No próximo domingo, 27 de outubro, o Uruguai decidirá seu próximo presidente. O país, conhecido por sua tradição democrática e por ser uma das nações mais estáveis da nossa região, agora vê a internet como um campo de jogo fundamental. E não só para mobilizar eleitores, mas para moldar narrativas que podem ser decisivas nas urnas.
O Uruguai é um país de pequenos números, mas de uma grande conexão digital. Com uma população de cerca de 3,5 milhões, o país tem mais de 80% da sua população ativa nas redes sociais, especialmente Facebook e Instagram. Nesse cenário, a disputa entre Yamandú Orsi, do Frente Amplio, e Álvaro Delgado, do Partido Nacional, ganha contornos ainda mais interessantes. Porque, se o embate nas ruas já é acirrado, nas redes sociais é onde as coisas realmente se desenrolam.
Evolução do número de reações, comentários e compartilhamentos – Fonte: Fanpage Karma

O Frente Amplio e a hegemonia digital
Yamandú Orsi chega à última semana da campanha com uma vantagem considerável no mundo digital. O candidato de centro-esquerda domina as redes sociais com uma estratégia bem executada que reflete a complexidade e a segmentação do eleitorado uruguaio. No Instagram, por exemplo, Orsi acumula 200% mais engajamento do que Delgado, e a qualidade de sua comunicação é incomparável. Orsi soube construir sua campanha digital com clareza, e isso inclui uma equipe de redes totalmente baseada na Argentina, algo inusitado, mas que trouxe uma perspectiva regional e altamente profissionalizada à campanha.
Delgado, por outro lado, parece não ter engrenar no ambiente digital. Sua campanha enfrenta falhas básicas de execução: conteúdo mal adaptado, peças criativas repetidas entre plataformas e investimentos em mídia paga que não geram o impacto esperado. A campanha de Delgado investiu menos que a metade dos recursos de Orsi em anúncios eleitorais nas redes. Isso tem deixado sua campanha parecer amadora, especialmente quando comparada à de Orsi. Não é apenas uma questão de falta de engajamento, mas de uma narrativa digital que não conseguiu acompanhar o ritmo da oposição.

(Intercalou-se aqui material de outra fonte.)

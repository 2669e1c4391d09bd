//! The data model shared across the facade boundary: instances, volumes,
//! load balancers, and the handful of value types that travel with them.

use std::collections::HashMap;
use std::fmt;
use std::net::Ipv4Addr;

/// The provider configuration, with exactly one mandatory field.
#[derive(Debug, Clone, PartialEq, Eq)]
pub struct CloudConfig {
    /// An availability-zone string, e.g. `us-east-1a`.
    pub zone: String,
    /// A free-form label used to scope resources to this cluster.
    pub cluster_tag: Option<String>,
}

impl CloudConfig {
    /// The region derived from `zone` by stripping the trailing AZ letter.
    ///
    /// Callers are expected to have already validated `zone` via
    /// [`crate::config::validate_zone`]; this is a pure, infallible
    /// transformation of an already-valid string.
    pub fn region(&self) -> &str {
        region_of(&self.zone)
    }
}

/// Strips the trailing AZ letter off a zone string to produce a region.
pub fn region_of(zone: &str) -> &str {
    zone.trim_end_matches(|c: char| c.is_ascii_alphabetic())
}

/// The known-regions set the Config Loader validates the derived region
/// against. A fixed program constant (spec.md §4.1, §9).
pub const KNOWN_REGIONS: &[&str] = &[
    "us-east-1",
    "us-west-1",
    "us-west-2",
    "eu-west-1",
    "eu-central-1",
    "ap-southeast-1",
    "ap-southeast-2",
    "ap-northeast-1",
    "sa-east-1",
];

/// `FailureDomain`/`Region` pair returned by `Zones::zone`.
#[derive(Debug, Clone, PartialEq, Eq)]
pub struct Zone {
    pub failure_domain: String,
    pub region: String,
}

/// Lifecycle state of a cloud instance.
#[derive(Debug, Clone, Copy, PartialEq, Eq)]
pub enum InstanceState {
    Pending,
    Running,
    ShuttingDown,
    Terminated,
    Stopping,
    Stopped,
}

impl InstanceState {
    /// `pending` and `running` are "alive"; every other state is not.
    pub fn is_alive(self) -> bool {
        matches!(self, InstanceState::Pending | InstanceState::Running)
    }
}

impl fmt::Display for InstanceState {
    fn fmt(&self, f: &mut fmt::Formatter<'_>) -> fmt::Result {
        let s = match self {
            InstanceState::Pending => "pending",
            InstanceState::Running => "running",
            InstanceState::ShuttingDown => "shutting-down",
            InstanceState::Terminated => "terminated",
            InstanceState::Stopping => "stopping",
            InstanceState::Stopped => "stopped",
        };
        f.write_str(s)
    }
}

/// A single device-to-volume mapping as reported by the cloud.
#[derive(Debug, Clone, PartialEq, Eq)]
pub struct BlockDeviceMapping {
    pub device_name: String,
    pub volume_id: String,
}

/// An opaque cloud-side VM.
#[derive(Debug, Clone, PartialEq, Eq)]
pub struct Instance {
    pub instance_id: String,
    pub private_dns_name: String,
    /// `Err(raw)` when the cloud reported a private IP string that failed
    /// to parse; the error is only raised to the caller at the point
    /// something actually needs the address (spec.md §4.4 "Invalid
    /// address strings fail with `DataInvalid`"), not by dropping the
    /// instance from every listing.
    pub private_ip: Result<Ipv4Addr, String>,
    pub public_ip: Option<Ipv4Addr>,
    pub availability_zone: String,
    pub instance_type: String,
    pub state: InstanceState,
    pub block_device_mappings: Vec<BlockDeviceMapping>,
    pub tags: HashMap<String, String>,
}

/// The three address kinds `Instances::node_addresses` returns, in the
/// fixed order spec.md §4.4/§8 (S6) requires.
#[derive(Debug, Clone, PartialEq, Eq)]
pub enum NodeAddress {
    InternalIp(Ipv4Addr),
    /// The same value as `InternalIp`, duplicated under a legacy tag for
    /// callers that have not migrated off it.
    LegacyHostIp(Ipv4Addr),
    ExternalIp(Ipv4Addr),
}

/// Milli-CPU-equivalents and binary-unit memory for a node.
#[derive(Debug, Clone, Copy, PartialEq, Eq, Default)]
pub struct NodeResources {
    pub milli_cpu: u64,
    pub memory_bytes: u64,
}

const GIB: u64 = 1 << 30;

impl NodeResources {
    pub const fn new(cpus: u64, memory_gib: u64) -> Self {
        NodeResources {
            milli_cpu: cpus * 1000,
            memory_bytes: memory_gib * GIB,
        }
    }
}

/// Attachment state of a single volume attachment.
#[derive(Debug, Clone, Copy, PartialEq, Eq)]
pub enum AttachmentState {
    Attaching,
    Attached,
    Detaching,
    Detached,
}

impl fmt::Display for AttachmentState {
    fn fmt(&self, f: &mut fmt::Formatter<'_>) -> fmt::Result {
        let s = match self {
            AttachmentState::Attaching => "attaching",
            AttachmentState::Attached => "attached",
            AttachmentState::Detaching => "detaching",
            AttachmentState::Detached => "detached",
        };
        f.write_str(s)
    }
}

/// A single attachment of a volume to an instance.
#[derive(Debug, Clone, PartialEq, Eq)]
pub struct VolumeAttachment {
    pub instance_id: String,
    pub device: String,
    pub state: AttachmentState,
}

/// An opaque cloud-side block device.
#[derive(Debug, Clone, PartialEq, Eq)]
pub struct Volume {
    pub volume_id: String,
    pub availability_zone: String,
    pub attachments: Vec<VolumeAttachment>,
}

/// An ingress permission tuple, compared as a whole tuple (spec.md §3).
#[derive(Debug, Clone, PartialEq, Eq, Hash)]
pub struct IngressPermission {
    pub protocol: String,
    pub from_port: u16,
    pub to_port: u16,
    pub cidr: String,
}

/// A cloud-side firewall object.
#[derive(Debug, Clone, PartialEq, Eq)]
pub struct SecurityGroup {
    pub group_id: String,
    pub vpc_id: String,
    pub name: String,
    pub permissions: Vec<IngressPermission>,
}

/// A logically isolated virtual network inside the cloud account.
#[derive(Debug, Clone, PartialEq, Eq)]
pub struct Vpc {
    pub vpc_id: String,
    pub tags: HashMap<String, String>,
}

/// A range of IPs within a VPC, bound to exactly one AZ.
#[derive(Debug, Clone, PartialEq, Eq)]
pub struct Subnet {
    pub subnet_id: String,
    pub vpc_id: String,
    pub availability_zone: String,
}

/// The transport protocols a listener can forward. Only TCP is in scope
/// (spec.md §1 Non-goals exclude HTTP/HTTPS with session stickiness).
#[derive(Debug, Clone, Copy, PartialEq, Eq)]
pub enum Protocol {
    Tcp,
}

impl Protocol {
    pub fn as_lower_str(self) -> &'static str {
        match self {
            Protocol::Tcp => "tcp",
        }
    }
}

/// A single requested service port, as handed down by the orchestrator.
#[derive(Debug, Clone, Copy, PartialEq, Eq)]
pub struct ServicePort {
    pub protocol: Protocol,
    pub port: u16,
    /// The port on the backend instance. `0` means "not yet assigned";
    /// such ports are skipped with a warning (spec.md §4.6 step 6).
    pub node_port: u16,
}

/// An LB rule mapping `(external port, protocol)` to `(backend port,
/// protocol)`.
#[derive(Debug, Clone, PartialEq, Eq)]
pub struct Listener {
    pub load_balancer_port: u16,
    pub instance_port: u16,
    pub protocol: String,
}

/// Session affinity requested for a load balancer. Only `None` is
/// supported; every other variant is rejected with `UnsupportedAffinity`.
#[derive(Debug, Clone, PartialEq, Eq)]
pub enum ServiceAffinity {
    None,
    Other(String),
}

/// The spec handed to the facade's `LoadBalancing::create`.
#[derive(Debug, Clone, PartialEq, Eq)]
pub struct LoadBalancerSpec {
    pub name: String,
    pub listeners: Vec<Listener>,
    pub subnets: Vec<String>,
    pub security_groups: Vec<String>,
}

/// What the facade reports back about an existing or newly created load
/// balancer.
#[derive(Debug, Clone, PartialEq, Eq)]
pub struct LoadBalancerDescription {
    pub name: String,
    pub dns_name: String,
    pub instance_ids: Vec<String>,
    pub security_group_id: Option<String>,
    pub subnets: Vec<String>,
}

/// A single `Ingress` entry in the status the orchestrator consumes.
#[derive(Debug, Clone, PartialEq, Eq)]
pub struct LoadBalancerIngress {
    pub hostname: String,
}

/// `{Ingress: [{Hostname: ...}]}` (spec.md §6).
#[derive(Debug, Clone, PartialEq, Eq)]
pub struct LoadBalancerStatus {
    pub ingress: Vec<LoadBalancerIngress>,
}

impl LoadBalancerStatus {
    pub fn single_hostname(hostname: impl Into<String>) -> Self {
        LoadBalancerStatus {
            ingress: vec![LoadBalancerIngress {
                hostname: hostname.into(),
            }],
        }
    }
}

Fragmentação de canais e influenciadores em jogo
Um aspecto interessante da campanha de Orsi é o uso de influenciadores e a fragmentação dos canais digitais como estratégia. Enquanto Delgado aposta em uma comunicação mais tradicional e linear, Orsi soube aproveitar os cortes de TV, eventos ao vivo e a criação de conteúdos que se espalham pelas redes com eficiência. Isso demonstra uma compreensão profunda do comportamento digital atual, onde o conteúdo fragmentado e distribuído de forma inteligente consegue amplificar a mensagem. O candidato de centro-esquerda vai dos cliches com cachorros a discursos de Pepe Mujica.
O que dizem as pesquisas?
As últimas pesquisas colocam Orsi à frente, com cerca de 44% das intenções de voto, enquanto Delgado chega aos 24%. Mas o verdadeiro teste será no segundo turno, onde uma aliança entre os partidos de direita pode virar o jogo. Esse é o cenário onde Delgado aposta todas as suas fichas. Em um eventual segundo turno, a soma dos votos da direita poderia chegar a 48%, enquanto o Frente Amplio teria 44%. O desafio de Orsi será garantir que seu engajamento digital se traduza em uma mobilização real nas urnas.
Enquanto isso, o Partido Colorado, com Andrés Ojeda, tenta correr por fora, buscando consolidar-se como uma terceira via, mas as chances de ultrapassar Delgado são pequenas, pelo menos pelas pesquisas mais recentes. Andrés tem um trabalho digital interessante.
As redes como fator decisivo
A realidade é que, no Uruguai, como em qualquer outra democracia moderna, as eleições são decididas tanto nas urnas quanto nas telas dos smartphones. O que estamos vendo é uma disputa onde as redes sociais não são apenas um canal para disseminar conteúdo, mas o espaço onde as narrativas são construídas e desconstruídas em tempo real. Se em campanhas passadas o boca a boca era o que definia os votos, hoje, o boca a boca digital tem um poder transformador — seja em posts no Instagram, vídeos no TikTok ou discussões no WhatsApp.
O sucesso ou fracasso de uma campanha pode ser decidido pela habilidade de transformar engajamento online em apoio real. E essa é a verdadeira batalha que está sendo travada nas eleições uruguaias: a capacidade de gerir não só as expectativas, mas as percepções de cada eleitor conectado.
Na próxima semana, veremos quem soube jogar melhor esse jogo.